“A China quer que os Estados Unidos sejam 100% expulsos.”

Cientistas de uma instalação ultrassecreta chinesa “construíram o que Washington passou anos tentando evitar”, afirma um artigo exclusivo da Reuters que parece mais um thriller geopolítico do que uma notícia.

A Reuters informou que cientistas do “Laboratório de Segurança Máxima de Shenzhen” desenvolveram um protótipo funcional de equipamento especializado usado para produzir chips semicondutores para armas de guerra, smartphones e, mais importante, tecnologia de inteligência artificial.

Com a ajuda de engenheiros da ASML – uma empresa holandesa líder de semicondutores com um “quase monopólio” da tecnologia – os cientistas chineses supostamente “fizeram engenharia reversa” das máquinas de litografia ultravioleta extrema, ou EUV, da empresa.

O esforço foi descrito como o “Projeto Manhattan” da China, uma referência sinistra ao esforço bem-sucedido dos EUA para desenvolver armas nucleares antes que as potências do Eixo o fizessem durante a Segunda Guerra Mundial.

Como detalhou um historiador do Departamento de Estado, esta corrida armamentista alimentada pelo conflito moldou o mundo que se seguiu. Em Agosto, o The New York Times afirmou que este momento crucial foi “sem dúvida a principal força motriz por detrás da hegemonia económica e da prosperidade americana ao longo dos últimos oitenta anos”.

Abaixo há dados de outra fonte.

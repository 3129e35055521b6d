use axum::{Json, extract::State};
use std::sync::Arc;

use super::json::StrictJson;
use super::{ApiError, AppState, MessageResponse, RegisterRequest, ResetPasswordRequest, UserEnvelope};

/// `POST /v1/users/register`
pub async fn register(
    State(state): State<Arc<AppState>>,
    StrictJson(input): StrictJson<RegisterRequest>,
) -> Result<Json<UserEnvelope>, ApiError> {
    let user = state
        .auth_service()
        .register(&input.username, &input.email, &input.password)
        .await?;

    Ok(Json(UserEnvelope { user }))
}

/// `PUT /v1/users/password`
///
/// Completes a reset started at `/v1/tokens/password-reset`. Every token the
/// user holds is revoked, so existing sessions end.
pub async fn reset_password(
    State(state): State<Arc<AppState>>,
    StrictJson(input): StrictJson<ResetPasswordRequest>,
) -> Result<Json<MessageResponse>, ApiError> {
    state
        .auth_service()
        .reset_password(&input.token, &input.password)
        .await?;

    Ok(Json(MessageResponse::new("password reset successful")))
}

Os chips são apenas uma parte – embora uma parte fundamental – da infra-estrutura de IA rapidamente emergente, com centros de dados com utilização intensiva de recursos a fornecer outro apoio importante. Nesta frente, os Estados Unidos têm tido grandes dificuldades em integrar instalações consumidoras de energia na sua frágil rede eléctrica.

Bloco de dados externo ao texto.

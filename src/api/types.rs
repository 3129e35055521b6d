use serde::{Deserialize, Serialize};

use crate::domain::User;

#[derive(Debug, Default, Deserialize)]
#[serde(default, deny_unknown_fields)]
pub struct RegisterRequest {
    pub username: String,
    pub email: String,
    pub password: String,
}

#[derive(Debug, Default, Deserialize)]
#[serde(default, deny_unknown_fields)]
pub struct AuthenticationTokenRequest {
    pub email: String,
    pub password: String,
}

#[derive(Debug, Default, Deserialize)]
#[serde(default, deny_unknown_fields)]
pub struct PasswordResetTokenRequest {
    pub email: String,
}

#[derive(Debug, Default, Deserialize)]
#[serde(default, deny_unknown_fields)]
pub struct ResetPasswordRequest {
    pub token: String,
    pub password: String,
}

#[derive(Debug, Default, Deserialize)]
#[serde(default, deny_unknown_fields)]
pub struct TagInput {
    pub title: String,
}

#[derive(Debug, Default, Deserialize)]
#[serde(default, deny_unknown_fields)]
pub struct CreateIdeaRequest {
    pub title: String,
    pub description: String,
    pub tags: Vec<TagInput>,
}

#[derive(Debug, Serialize)]
pub struct UserEnvelope {
    pub user: User,
}

#[derive(Debug, Serialize)]
pub struct MessageResponse {
    pub message: String,
}

impl MessageResponse {
    pub fn new(message: impl Into<String>) -> Self {
        Self {
            message: message.into(),
        }
    }
}

#[derive(Debug, Serialize)]
pub struct PingResponse {
    pub ping: &'static str,
}

#[derive(Debug, Serialize)]
pub struct HealthResponse {
    pub status: &'static str,
    pub version: &'static str,
    pub database: &'static str,
}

A partir de Janeiro, a nova administração não cumpriu os compromissos assumidos com os lobistas e suspendeu subitamente praticamente todos os projectos de energia limpa, mesmo aqueles que estavam perto da conclusão. Durante todo o ano de 2025, os custos de energia na América aumentaram 13%, em grande parte devido à procura por centros de dados.

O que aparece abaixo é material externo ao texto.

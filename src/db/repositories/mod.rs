pub mod idea;
pub mod token;
pub mod user;
use axum::{
    Json,
    extract::{Path, State},
    http::StatusCode,
};
use std::sync::Arc;

use super::auth::AuthenticatedUser;
use super::json::StrictJson;
use super::{ApiError, AppState, CreateIdeaRequest, MessageResponse};
use crate::domain::{Idea, IdeaId};
use crate::services::CreateIdea;

/// Positive integer ids only; anything else cannot name an idea.
fn parse_id(raw: &str) -> Result<IdeaId, ApiError> {
    match raw.parse::<i32>() {
        Ok(id) if id > 0 => Ok(IdeaId::new(id)),
        _ => Err(ApiError::NotFound),
    }
}

/// `POST /v1/ideas`
pub async fn create_idea(
    State(state): State<Arc<AppState>>,
    AuthenticatedUser(user): AuthenticatedUser,
    StrictJson(input): StrictJson<CreateIdeaRequest>,
) -> Result<(StatusCode, Json<Idea>), ApiError> {
    let idea = state
        .idea_service()
        .create(
            &user,
            CreateIdea {
                title: input.title,
                description: input.description,
                tags: input.tags.into_iter().map(|tag| tag.title).collect(),
            },
        )
        .await?;

    Ok((StatusCode::CREATED, Json(idea)))
}

/// `GET /v1/ideas`
pub async fn list_ideas(State(state): State<Arc<AppState>>) -> Result<Json<Vec<Idea>>, ApiError> {
    Ok(Json(state.idea_service().list().await?))
}

/// `GET /v1/ideas/{id}`
pub async fn get_idea(
    State(state): State<Arc<AppState>>,
    Path(id): Path<String>,
) -> Result<Json<Idea>, ApiError> {
    let id = parse_id(&id)?;
    Ok(Json(state.idea_service().get(id).await?))
}

/// `DELETE /v1/ideas/{id}`
///
/// Non-owners get the same 404 as a missing idea.
pub async fn delete_idea(
    State(state): State<Arc<AppState>>,
    AuthenticatedUser(user): AuthenticatedUser,
    Path(id): Path<String>,
) -> Result<Json<MessageResponse>, ApiError> {
    let id = parse_id(&id)?;
    state.idea_service().delete(id, &user).await?;
    Ok(Json(MessageResponse::new("deleted")))
}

Embora esta mudança política tenha sido vista principalmente através de uma perspectiva ambiental, a energia solar em grande escala é, sem dúvida, mais barata do que a electricidade gerada a partir de combustíveis fósseis.

Em Setembro, o Wall Street Journal alertou que os Estados Unidos poderiam ceder benefícios económicos críticos à China, citando a inteligência artificial e a procura de energia como factores-chave. Este aviso foi repetido tanto por economistas como por ambientalistas, à medida que a China imita os EUA na expansão de novas energias limpas.

Tal como explicou o Centro de Estudos Estratégicos e Internacionais em Setembro, os Estados Unidos exploram há muito tempo as restrições à produção de chips da China para manter o domínio tecnológico.

A pessoa, que falou à Reuters sob condição de anonimato, sugeriu que o suposto desenvolvimento poderia reverter a situação.

“O objetivo é que a China eventualmente seja capaz de produzir chips avançados em máquinas inteiramente fabricadas na China. A China quer que os EUA sejam 100% expulsos de suas cadeias de fornecimento.”